PAL already uses (has always used) 4:2:0 color sampling. It actually works out to be more desirable than our 4:1:1 (I'll let you look up why, because I don't have time to type it all out - Adam W's 24p.com should spell it out). Granted 4:2:2 is much better, but I don't think it's the achilies heal of HDV (or even a relative concern at that).
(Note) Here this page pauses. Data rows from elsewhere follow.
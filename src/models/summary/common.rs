//! Common summary helpers

/// Keep the first `max_chars` characters, appending "..." when anything was cut.
///
/// Counts characters, not bytes, so multi-byte text is never split.
pub fn truncate_chars(s: &str, max_chars: usize) -> String {
    match s.char_indices().nth(max_chars) {
        Some((byte_idx, _)) => format!("{}...", &s[..byte_idx]),
        None => s.to_string(),
    }
}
Tape dropouts are easily prevented with proper care in which type of lubricant you use in your deck/camera and or a dilligent cleaning schedule if you can't avoid it. Mp2 encoding is an acceptable distribution format, but like you eluded to, when you drop some of the data, you lose a big chunk of footage. DV is intraframe compression, so every frame has all the needed data to reproduce it. When you take a hit on a tape, you might lose a field (one pass of the head) or a whole frame (both heads - or a full rotation of the drum), but the next pass will be the next full field and the pass after that will be the remainder of the frame. This is not the case with HDV. It's interframe compressed and each group of pictures is a reference to the I frame and whatever deviations occurred since it was recorded, and whatever deviations happend to the next frame to the next and the next, etc. So If you lose one stripe, you essentially lose the rest of the GOP to the next I frame. This is perported to be 15 frames long - so now rather than a field or a frame (1/24th of a second or less, depending on shooting mode), you're now missing up to half a second!
Mpeg 1 audio compression is also not much of an issue. MP3 does a sufficient job for broadcast that it's certainly not a problem area to be recording in mp1. If anything, the uncompressed 48K we're used to is overkill.